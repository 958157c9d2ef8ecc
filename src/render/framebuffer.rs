//! Frame buffer abstraction for 2D pixel access.
//!
//! Provides a bounds-checked view into a color buffer. There is no depth
//! buffer: overlap is resolved by draw order alone.

/// A view into a color buffer.
///
/// Wraps a 1D slice with width/height metadata to enable safe 2D pixel access.
/// This is a borrowed view, not an owning type - it's meant to be created
/// temporarily when you need to pass the buffer and its dimensions together.
pub struct FrameBuffer<'a> {
    color_buffer: &'a mut [u32],
    width: u32,
    height: u32,
}

impl<'a> FrameBuffer<'a> {
    /// Create a new FrameBuffer view from a buffer slice and dimensions.
    ///
    /// # Panics
    /// Panics in debug builds if the buffer length doesn't match width * height
    pub fn new(color_buffer: &'a mut [u32], width: u32, height: u32) -> Self {
        debug_assert_eq!(
            color_buffer.len(),
            width as usize * height as usize,
            "Color buffer size doesn't match dimensions"
        );
        Self {
            color_buffer,
            width,
            height,
        }
    }

    pub fn width(&self) -> u32 {
        self.width
    }

    pub fn height(&self) -> u32 {
        self.height
    }

    /// Set a pixel, silently ignoring out-of-bounds coordinates.
    #[inline]
    pub fn set_pixel(&mut self, x: i32, y: i32, color: u32) {
        if x >= 0 && x < self.width as i32 && y >= 0 && y < self.height as i32 {
            self.color_buffer[y as usize * self.width as usize + x as usize] = color;
        }
    }

    /// Get the color at (x, y), or None if out of bounds.
    #[inline]
    pub fn get_pixel(&self, x: i32, y: i32) -> Option<u32> {
        if x >= 0 && x < self.width as i32 && y >= 0 && y < self.height as i32 {
            Some(self.color_buffer[y as usize * self.width as usize + x as usize])
        } else {
            None
        }
    }
}

#[cfg(test)]
mod tests {
    use super::*;

    #[test]
    fn out_of_bounds_writes_are_ignored() {
        let mut buffer = vec![0u32; 4 * 3];
        let mut fb = FrameBuffer::new(&mut buffer, 4, 3);
        fb.set_pixel(-1, 0, 7);
        fb.set_pixel(4, 0, 7);
        fb.set_pixel(0, 3, 7);
        fb.set_pixel(3, 2, 9);
        assert_eq!(fb.get_pixel(3, 2), Some(9));
        assert_eq!(fb.get_pixel(4, 2), None);
        assert_eq!(buffer.iter().filter(|&&p| p != 0).count(), 1);
    }
}
//! Logical corner identities of a cuboid.
//!
//! Corners are named Left/Right, Top/Bottom, Front/Back so faces can pick
//! their vertices by role instead of by position in a vertex list.

use crate::math::vec3::Vec3;

/// One of the eight corners of an axis-aligned box.
///
/// Axis conventions: left is -X, top is -Y (screen up), front is +Z (toward
/// the eye).
#[derive(Debug, Clone, Copy, PartialEq, Eq, Hash, Default)]
pub enum Corner {
    #[default]
    LTF,
    RTF,
    RBF,
    LBF,
    LTB,
    RTB,
    RBB,
    LBB,
}

impl Corner {
    pub const ALL: [Corner; 8] = [
        Corner::LTF,
        Corner::RTF,
        Corner::RBF,
        Corner::LBF,
        Corner::LTB,
        Corner::RTB,
        Corner::RBB,
        Corner::LBB,
    ];

    pub fn is_left(self) -> bool {
        matches!(self, Corner::LTF | Corner::LBF | Corner::LTB | Corner::LBB)
    }

    pub fn is_top(self) -> bool {
        matches!(self, Corner::LTF | Corner::RTF | Corner::LTB | Corner::RTB)
    }

    pub fn is_front(self) -> bool {
        matches!(self, Corner::LTF | Corner::RTF | Corner::RBF | Corner::LBF)
    }

    /// Offset of this corner on a unit box centered at the origin.
    pub fn unit_offset(self) -> Vec3 {
        let half = |negative: bool| if negative { -0.5 } else { 0.5 };
        Vec3::new(half(self.is_left()), half(self.is_top()), -half(self.is_front()))
    }

    /// Corner position for a box of `size` centered at `center`.
    pub fn position(self, center: Vec3, size: Vec3) -> Vec3 {
        center + self.unit_offset().component_mul(size)
    }
}

#[cfg(test)]
mod tests {
    use super::*;

    #[test]
    fn offsets_follow_axis_conventions() {
        assert_eq!(Corner::LTF.unit_offset(), Vec3::new(-0.5, -0.5, 0.5));
        assert_eq!(Corner::RBB.unit_offset(), Vec3::new(0.5, 0.5, -0.5));
    }

    #[test]
    fn corners_are_distinct() {
        for (i, a) in Corner::ALL.iter().enumerate() {
            for b in &Corner::ALL[i + 1..] {
                assert_ne!(a.unit_offset(), b.unit_offset());
            }
        }
    }

    #[test]
    fn position_scales_and_translates() {
        let p = Corner::RTF.position(Vec3::new(10.0, 0.0, 0.0), Vec3::new(12.0, 200.0, 12.0));
        assert_eq!(p, Vec3::new(16.0, -100.0, 6.0));
    }
}
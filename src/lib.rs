//! # Sift
//!
//! Parameterized SQL conditions from JSON filter documents, with a fluent
//! builder for the `SELECT` statements that use them.
//!
//! Sift provides:
//! - A compiler from JSON filter documents (`{"age": {"$gte": 21}}`) to SQL conditions
//! - Composable condition expressions
//! - Statement assembly from parts or from SQL templates
//! - Sorting, pagination and search-request helpers for list endpoints
//!
//! ## Quick Start
//!
//! ```rust
//! use sift::prelude::*;
//!
//! let filter = Tree::parse(br#"{"status": "A", "$or": [{"qty": {"$lt": 30}}, {"item": {"$like": "p%"}}]}"#)
//!     .unwrap();
//!
//! let (sql, args) = Query::new()
//!     .from("inventory")
//!     .r#where(filter)
//!     .limit(10)
//!     .select()
//!     .unwrap();
//!
//! assert_eq!(
//!     sql,
//!     "SELECT * FROM inventory WHERE ((status = $1) AND ((qty < $2) OR (item LIKE $3))) LIMIT 10"
//! );
//! assert_eq!(args.len(), 3);
//! ```

#![cfg_attr(docsrs, feature(doc_cfg))]
#![deny(missing_docs)]
#![deny(rustdoc::broken_intra_doc_links)]

/// Filter compilation and statement assembly.
pub mod query {
    pub use sift_query::*;
}

/// Prelude module for convenient imports.
pub mod prelude {
    pub use sift_query::prelude::*;
}

// Re-export key types at the crate root
pub use sift_query::{
    ErrorCode, Expr, Expression, FilterValue, Pagination, Query, QueryError, QueryResult,
    SiftConfig, TemplateQuery, Tree,
};
//! Benchmarks for statement assembly.

use criterion::{BenchmarkId, Criterion, criterion_group, criterion_main};
use std::hint::black_box;
use std::sync::Arc;

use sift::prelude::*;
use sift::query::FieldValues;

/// Benchmark `Query` assembly.
fn bench_query(c: &mut Criterion) {
    let mut group = c.benchmark_group("query_select");

    group.bench_function("select_star", |b| {
        let query = Query::new().from("users");
        b.iter(|| black_box(query.select()))
    });

    group.bench_function("select_with_expressions", |b| {
        let query = Query::new()
            .from("users")
            .columns(["id", "email", "name"])
            .r#where(Expr::eq("status", "active"))
            .r#where(Expr::between("age", 18, 65))
            .r#where(Expr::is_in("role", vec!["admin", "editor", "viewer"]))
            .order_by("created_at DESC")
            .limit(20)
            .offset(40);
        b.iter(|| black_box(query.select()))
    });

    group.bench_function("select_with_tree", |b| {
        let tree = Arc::new(
            Tree::parse_str(r#"{"status": "A", "$or": [{"qty": {"$lt": 30}}, {"item": {"$like": "p%"}}]}"#)
                .unwrap(),
        );
        let query = Query::new().from("inventory").r#where(tree).limit(10);
        b.iter(|| black_box(query.select()))
    });

    group.bench_function("count_with_tree", |b| {
        let tree = Tree::parse_str(r#"{"age": {"$gte": 21}}"#).unwrap();
        let query = Query::new().from("people").r#where(tree).order_by("age");
        b.iter(|| black_box(query.count()))
    });

    group.finish();
}

/// Benchmark `TemplateQuery` substitution.
fn bench_template(c: &mut Criterion) {
    let mut group = c.benchmark_group("template_select");

    for ids in [4, 64] {
        let mut values = FieldValues::new();
        values.insert(
            "id".to_string(),
            FilterValue::List((0..ids).map(FilterValue::Int).collect()),
        );
        let query = TemplateQuery::new(
            "SELECT {{COLUMNS}} FROM t WHERE {{WHERE}} AND {{id}} IN {{id_value}}{{ORDERBY}}{{LIMIT}}",
        )
        .field_values(values)
        .columns(["a", "b"])
        .r#where(Expr::eq("kind", "x"))
        .order_by("a")
        .limit(10);

        group.bench_with_input(BenchmarkId::new("list_value", ids), &query, |b, query| {
            b.iter(|| black_box(query.select()))
        });
    }

    group.finish();
}

criterion_group!(benches, bench_query, bench_template);
criterion_main!(benches);
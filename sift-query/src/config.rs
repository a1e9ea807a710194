//! Configuration loaded from `sift.toml`.
//!
//! ```toml
//! [placeholder]
//! style = "numbered"   # or "question_mark"
//! start = 1
//!
//! [pagination]
//! max_per_page = 500
//! default_per_page = 25
//!
//! [debug]
//! log_sql = false
//! ```
//!
//! `${VAR}` references are replaced with the environment value before the
//! text is parsed; unknown variables are left untouched.

use std::path::Path;
use std::sync::LazyLock;

use regex_lite::Regex;
use serde::{Deserialize, Serialize};

use crate::error::{ErrorCode, QueryError, QueryResult};
use crate::placeholder::PlaceholderStyle;

/// Overrides the placeholder style.
pub const ENV_PLACEHOLDER_STYLE: &str = "SIFT_PLACEHOLDER_STYLE";
/// Overrides `pagination.max_per_page`.
pub const ENV_MAX_PER_PAGE: &str = "SIFT_MAX_PER_PAGE";
/// Overrides `pagination.default_per_page`.
pub const ENV_DEFAULT_PER_PAGE: &str = "SIFT_DEFAULT_PER_PAGE";

/// Top-level configuration.
#[derive(Debug, Clone, Default, PartialEq, Eq, Deserialize, Serialize)]
#[serde(deny_unknown_fields)]
pub struct SiftConfig {
    /// Placeholder settings for standalone renders.
    #[serde(default)]
    pub placeholder: PlaceholderConfig,

    /// Page size limits.
    #[serde(default)]
    pub pagination: PaginationConfig,

    /// Debug/logging settings.
    #[serde(default)]
    pub debug: DebugConfig,
}

impl SiftConfig {
    /// Load configuration from a file path.
    pub fn from_file(path: impl AsRef<Path>) -> QueryResult<Self> {
        let path = path.as_ref();
        let content = std::fs::read_to_string(path).map_err(|e| {
            QueryError::new(
                ErrorCode::ConfigurationIo,
                format!("Failed to read {}", path.display()),
            )
            .with_source(e)
        })?;

        Self::from_str(&content)
    }

    /// Parse configuration from TOML text.
    #[allow(clippy::should_implement_trait)]
    pub fn from_str(content: &str) -> QueryResult<Self> {
        let expanded = expand_env_vars(content);
        let config: Self = toml::from_str(&expanded).map_err(|e| {
            QueryError::invalid_configuration("Failed to parse configuration").with_source(e)
        })?;
        config.validate()?;
        Ok(config)
    }

    /// Apply `SIFT_*` environment overrides.
    pub fn with_env_overrides(self) -> QueryResult<Self> {
        self.with_overrides(|name| std::env::var(name).ok())
    }

    fn with_overrides(mut self, lookup: impl Fn(&str) -> Option<String>) -> QueryResult<Self> {
        if let Some(style) = lookup(ENV_PLACEHOLDER_STYLE) {
            self.placeholder.style = PlaceholderStyle::parse(&style).ok_or_else(|| {
                QueryError::invalid_configuration(format!(
                    "{} has unknown placeholder style '{}'",
                    ENV_PLACEHOLDER_STYLE, style
                ))
                .with_help("Use 'numbered' or 'question_mark'")
            })?;
        }
        if let Some(n) = parse_i64(ENV_MAX_PER_PAGE, lookup(ENV_MAX_PER_PAGE))? {
            self.pagination.max_per_page = n;
        }
        if let Some(n) = parse_i64(ENV_DEFAULT_PER_PAGE, lookup(ENV_DEFAULT_PER_PAGE))? {
            self.pagination.default_per_page = n;
        }
        self.validate()?;
        Ok(self)
    }

    /// Reject settings no renderer can honor.
    pub fn validate(&self) -> QueryResult<()> {
        if self.placeholder.start < 1 {
            return Err(QueryError::invalid_configuration(format!(
                "placeholder.start must be at least 1, got {}",
                self.placeholder.start
            )));
        }
        if self.pagination.max_per_page <= 0 {
            return Err(QueryError::invalid_configuration(
                "pagination.max_per_page must be greater than 0",
            ));
        }
        if self.pagination.default_per_page <= 0 {
            return Err(QueryError::invalid_configuration(
                "pagination.default_per_page must be greater than 0",
            ));
        }
        Ok(())
    }
}

/// Placeholder settings.
#[derive(Debug, Clone, Copy, PartialEq, Eq, Deserialize, Serialize)]
#[serde(deny_unknown_fields)]
pub struct PlaceholderConfig {
    #[serde(default)]
    pub style: PlaceholderStyle,

    /// Number of the first placeholder.
    #[serde(default = "default_start")]
    pub start: i64,
}

impl Default for PlaceholderConfig {
    fn default() -> Self {
        Self {
            style: PlaceholderStyle::default(),
            start: default_start(),
        }
    }
}

/// Page size limits.
#[derive(Debug, Clone, Copy, PartialEq, Eq, Deserialize, Serialize)]
#[serde(deny_unknown_fields)]
pub struct PaginationConfig {
    /// Hard cap on page size.
    #[serde(default = "default_max_per_page")]
    pub max_per_page: i64,

    /// Page size used when a request does not give one.
    #[serde(default = "default_per_page")]
    pub default_per_page: i64,
}

impl Default for PaginationConfig {
    fn default() -> Self {
        Self {
            max_per_page: default_max_per_page(),
            default_per_page: default_per_page(),
        }
    }
}

/// Debug settings.
#[derive(Debug, Clone, Copy, Default, PartialEq, Eq, Deserialize, Serialize)]
#[serde(deny_unknown_fields)]
pub struct DebugConfig {
    /// Include the full SQL text in statement logs.
    #[serde(default)]
    pub log_sql: bool,
}

fn default_start() -> i64 {
    1
}

fn default_max_per_page() -> i64 {
    500
}

fn default_per_page() -> i64 {
    25
}

fn parse_i64(name: &str, raw: Option<String>) -> QueryResult<Option<i64>> {
    match raw {
        Some(raw) => raw.trim().parse().map(Some).map_err(|e| {
            QueryError::invalid_configuration(format!("{} is not an integer: '{}'", name, raw))
                .with_source(e)
        }),
        None => Ok(None),
    }
}

static ENV_VAR: LazyLock<Option<Regex>> = LazyLock::new(|| Regex::new(r"\$\{([^}]+)\}").ok());

fn expand_env_vars(content: &str) -> String {
    let Some(re) = ENV_VAR.as_ref() else {
        return content.to_string();
    };

    let mut result = content.to_string();
    for cap in re.captures_iter(content) {
        if let Ok(value) = std::env::var(&cap[1]) {
            result = result.replace(&cap[0], &value);
        }
    }
    result
}

#[cfg(test)]
mod tests {
    use super::*;
    use pretty_assertions::assert_eq;

    #[test]
    fn test_default_config() {
        let config = SiftConfig::default();
        assert_eq!(config.placeholder.style, PlaceholderStyle::Numbered);
        assert_eq!(config.placeholder.start, 1);
        assert_eq!(config.pagination.max_per_page, 500);
        assert_eq!(config.pagination.default_per_page, 25);
        assert!(!config.debug.log_sql);
    }

    #[test]
    fn test_parse_config() {
        let toml = r#"
            [placeholder]
            style = "question_mark"

            [pagination]
            max_per_page = 100

            [debug]
            log_sql = true
        "#;

        let config = SiftConfig::from_str(toml).unwrap();
        assert_eq!(config.placeholder.style, PlaceholderStyle::QuestionMark);
        assert_eq!(config.placeholder.start, 1);
        assert_eq!(config.pagination.max_per_page, 100);
        assert_eq!(config.pagination.default_per_page, 25);
        assert!(config.debug.log_sql);
    }

    #[test]
    fn test_empty_config_uses_defaults() {
        assert_eq!(SiftConfig::from_str("").unwrap(), SiftConfig::default());
    }

    #[test]
    fn test_unknown_field_rejected() {
        let err = SiftConfig::from_str("[pagination]\nmax = 3").unwrap_err();
        assert_eq!(err.code, ErrorCode::InvalidConfiguration);
        assert!(err.source.is_some());
    }

    #[test]
    fn test_validation() {
        let err = SiftConfig::from_str("[placeholder]\nstart = 0").unwrap_err();
        assert_eq!(err.code, ErrorCode::InvalidConfiguration);
        let err = SiftConfig::from_str("[pagination]\ndefault_per_page = 0").unwrap_err();
        assert_eq!(err.code, ErrorCode::InvalidConfiguration);
    }

    #[test]
    fn test_missing_file() {
        let err = SiftConfig::from_file("/definitely/not/here/sift.toml").unwrap_err();
        assert_eq!(err.code, ErrorCode::ConfigurationIo);
        assert!(err.is_config_error());
    }

    #[test]
    fn test_env_var_expansion() {
        // SAFETY: the variable name is unique to this test
        unsafe {
            std::env::set_var("SIFT_TEST_PAGE_CAP", "42");
        }
        let expanded = expand_env_vars("max_per_page = ${SIFT_TEST_PAGE_CAP}");
        assert_eq!(expanded, "max_per_page = 42");
        assert_eq!(expand_env_vars("x = \"${SIFT_TEST_UNSET_VAR}\""), "x = \"${SIFT_TEST_UNSET_VAR}\"");
        unsafe {
            std::env::remove_var("SIFT_TEST_PAGE_CAP");
        }
    }

    fn overrides<'a>(vars: &'a [(&'a str, &'a str)]) -> impl Fn(&str) -> Option<String> + 'a {
        move |name| {
            vars.iter()
                .find(|(k, _)| *k == name)
                .map(|(_, v)| v.to_string())
        }
    }

    #[test]
    fn test_overrides() {
        let config = SiftConfig::default()
            .with_overrides(overrides(&[
                (ENV_PLACEHOLDER_STYLE, "question_mark"),
                (ENV_MAX_PER_PAGE, " 80 "),
                (ENV_DEFAULT_PER_PAGE, "20"),
            ]))
            .unwrap();
        assert_eq!(config.placeholder.style, PlaceholderStyle::QuestionMark);
        assert_eq!(config.pagination.max_per_page, 80);
        assert_eq!(config.pagination.default_per_page, 20);

        let untouched = SiftConfig::default().with_overrides(overrides(&[])).unwrap();
        assert_eq!(untouched, SiftConfig::default());
    }

    #[test]
    fn test_overrides_rejected() {
        let err = SiftConfig::default()
            .with_overrides(overrides(&[(ENV_PLACEHOLDER_STYLE, "colon")]))
            .unwrap_err();
        assert_eq!(err.code, ErrorCode::InvalidConfiguration);
        assert!(err.context.help.is_some());

        let err = SiftConfig::default()
            .with_overrides(overrides(&[(ENV_MAX_PER_PAGE, "lots")]))
            .unwrap_err();
        assert_eq!(err.code, ErrorCode::InvalidConfiguration);
        assert!(err.source.is_some());

        let err = SiftConfig::default()
            .with_overrides(overrides(&[(ENV_DEFAULT_PER_PAGE, "0")]))
            .unwrap_err();
        assert_eq!(err.code, ErrorCode::InvalidConfiguration);
    }

    #[test]
    fn test_env_overrides() {
        // SAFETY: no other test in this crate touches this variable
        unsafe {
            std::env::set_var(ENV_PLACEHOLDER_STYLE, "question_mark");
        }
        let result = SiftConfig::default().with_env_overrides();
        unsafe {
            std::env::remove_var(ENV_PLACEHOLDER_STYLE);
        }
        assert_eq!(result.unwrap().placeholder.style, PlaceholderStyle::QuestionMark);
    }
}
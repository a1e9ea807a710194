//! Request-side search arguments for list endpoints.
//!
//! A list request carries an optional JSON filter document, a free-text
//! search term, sorting and pagination. These types deserialize such a
//! request and wire it into an assembler:
//!
//! ```rust
//! use std::collections::HashMap;
//! use sift_query::prelude::*;
//!
//! let arg: ListSearchArg = serde_json::from_str(r#"{
//!     "filter": {"age": {"$gte": 18}},
//!     "query": {"fields": ["name"], "matcher": "ilike", "term": "%ann%"},
//!     "sorts": [{"fields": ["age"], "order": "desc"}],
//!     "pagination": {"page": 2, "perPage": 10}
//! }"#).unwrap();
//!
//! let columns = HashMap::from([
//!     ("age".to_string(), "age".to_string()),
//!     ("name".to_string(), "full_name".to_string()),
//! ]);
//! let (sql, args) = arg.apply(Query::new().from("people"), &columns, 100).unwrap().select().unwrap();
//! assert_eq!(
//!     sql,
//!     r#"SELECT * FROM people WHERE (("age" >= $1)) AND ("full_name" ILIKE $2) ORDER BY ("age") DESC LIMIT 10 OFFSET 10"#
//! );
//! assert_eq!(args.len(), 2);
//! ```

use std::collections::HashMap;
use std::sync::Arc;

use serde::{Deserialize, Serialize};
use serde_json::Value;

use crate::error::{QueryError, QueryResult};
use crate::expr::{Expr, Expression, Render};
use crate::filter::FilterValue;
use crate::mapping::map_quote_field;
use crate::operator::keyword;
use crate::pagination::Pagination;
use crate::query::{ClauseBuilder, Statement};
use crate::sql::escape_identifier;
use crate::template::{FieldValues, TemplateQuery};
use crate::tree::{FieldMapper, Tree};
use crate::types::SortConditions;

const MATCHERS: [&str; 9] = [
    keyword::LIKE,
    keyword::NOT_LIKE,
    keyword::ILIKE,
    keyword::SIMILAR_TO,
    keyword::NOT_SIMILAR_TO,
    keyword::REGEX_MATCH,
    keyword::IREGEX_MATCH,
    keyword::NOT_REGEX_MATCH,
    keyword::NOT_IREGEX_MATCH,
];

/// Resolve a matcher keyword, ignoring case and extra whitespace. An empty
/// matcher means `LIKE`.
fn lookup_matcher(matcher: &str) -> QueryResult<&'static str> {
    let normalized = matcher
        .split_whitespace()
        .collect::<Vec<_>>()
        .join(" ")
        .to_uppercase();
    if normalized.is_empty() {
        return Ok(keyword::LIKE);
    }
    MATCHERS
        .iter()
        .find(|m| **m == normalized)
        .copied()
        .ok_or_else(|| QueryError::invalid_matcher(matcher))
}

/// A free-text search term matched against one or more columns.
#[derive(Debug, Clone, Default, PartialEq, Eq, Serialize, Deserialize)]
#[serde(rename_all = "camelCase")]
pub struct QueryTerm {
    /// Logical fields to search. Empty means the caller's defaults.
    #[serde(default)]
    pub fields: Vec<String>,
    /// Match keyword such as `ILIKE` or `~*`. Empty means `LIKE`.
    #[serde(default)]
    pub matcher: String,
    /// Pattern bound once per searched column.
    #[serde(default)]
    pub term: String,
}

impl QueryTerm {
    /// Search `fields` for `term` with `matcher`.
    pub fn new(
        fields: impl IntoIterator<Item = impl Into<String>>,
        matcher: impl Into<String>,
        term: impl Into<String>,
    ) -> Self {
        Self {
            fields: fields.into_iter().map(Into::into).collect(),
            matcher: matcher.into(),
            term: term.into(),
        }
    }

    /// True when there is nothing to search for.
    pub fn is_empty(&self) -> bool {
        self.term.trim().is_empty()
    }

    /// `(col MATCHER term)` for every column, joined by OR. Each column binds
    /// its own copy of the term.
    ///
    /// Fields go through `mapper` when given. With no fields and no
    /// `default_columns` (already column text) the expression is empty.
    pub fn to_expression(
        &self,
        mapper: Option<&FieldMapper>,
        default_columns: &[String],
    ) -> QueryResult<Expression> {
        if self.is_empty() {
            return Ok(Expression::empty());
        }
        let matcher = lookup_matcher(&self.matcher)?;

        let columns = if self.fields.is_empty() {
            default_columns.to_vec()
        } else {
            self.fields
                .iter()
                .map(|f| match mapper {
                    Some(mapper) => mapper(f),
                    None => Ok(f.clone()),
                })
                .collect::<QueryResult<Vec<_>>>()?
        };

        Ok(Expr::or(
            columns
                .iter()
                .map(|c| Expr::binary(c, matcher, self.term.as_str())),
        ))
    }

    /// Standalone numbered rendering of [`QueryTerm::to_expression`].
    pub fn to_sql_where(
        &self,
        mapper: Option<&FieldMapper>,
        default_columns: &[String],
    ) -> QueryResult<Statement> {
        self.to_expression(mapper, default_columns)?.to_sql()
    }
}

/// A single `field = value` match.
#[derive(Debug, Clone, PartialEq, Default, Serialize, Deserialize)]
#[serde(rename_all = "camelCase")]
pub struct EqFilter {
    /// Logical field name.
    #[serde(default)]
    pub field: String,
    /// Value to match; null matches `IS NULL`.
    #[serde(default)]
    pub value: FilterValue,
}

impl EqFilter {
    /// Match `field` against `value`.
    pub fn new(field: impl Into<String>, value: impl Into<FilterValue>) -> Self {
        Self {
            field: field.into(),
            value: value.into(),
        }
    }

    /// True when no field is set.
    pub fn is_zero(&self) -> bool {
        self.field.is_empty()
    }

    /// `(col = $n)`, or `(col IS NULL)` for a null value.
    pub fn to_expression(&self, mapper: Option<&FieldMapper>) -> QueryResult<Expression> {
        if self.is_zero() {
            return Ok(Expression::empty());
        }
        let column = match mapper {
            Some(mapper) => mapper(&self.field)?,
            None => self.field.clone(),
        };
        Ok(if self.value.is_null() {
            Expr::null(column)
        } else {
            Expr::eq(column, self.value.clone())
        })
    }
}

/// Arguments of a list request.
#[derive(Debug, Clone, Default, PartialEq, Serialize, Deserialize)]
#[serde(rename_all = "camelCase")]
pub struct ListSearchArg {
    /// Requested ordering.
    #[serde(default)]
    pub sorts: SortConditions,
    /// Requested page.
    #[serde(default)]
    pub pagination: Pagination,
    /// Raw filter document, compiled on demand.
    #[serde(default, skip_serializing_if = "Option::is_none")]
    pub filter: Option<Value>,
    /// Free-text search term.
    #[serde(default)]
    pub query: QueryTerm,
    /// Fields to return. Empty means all.
    #[serde(default)]
    pub fields: Vec<String>,
}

» Exercise aim
Return every line of the records in which the word "endpoints" is found.

» Finished exercise
//! - Sorting, pagination and search-request helpers for list endpoints
//! Request-side search arguments for list endpoints.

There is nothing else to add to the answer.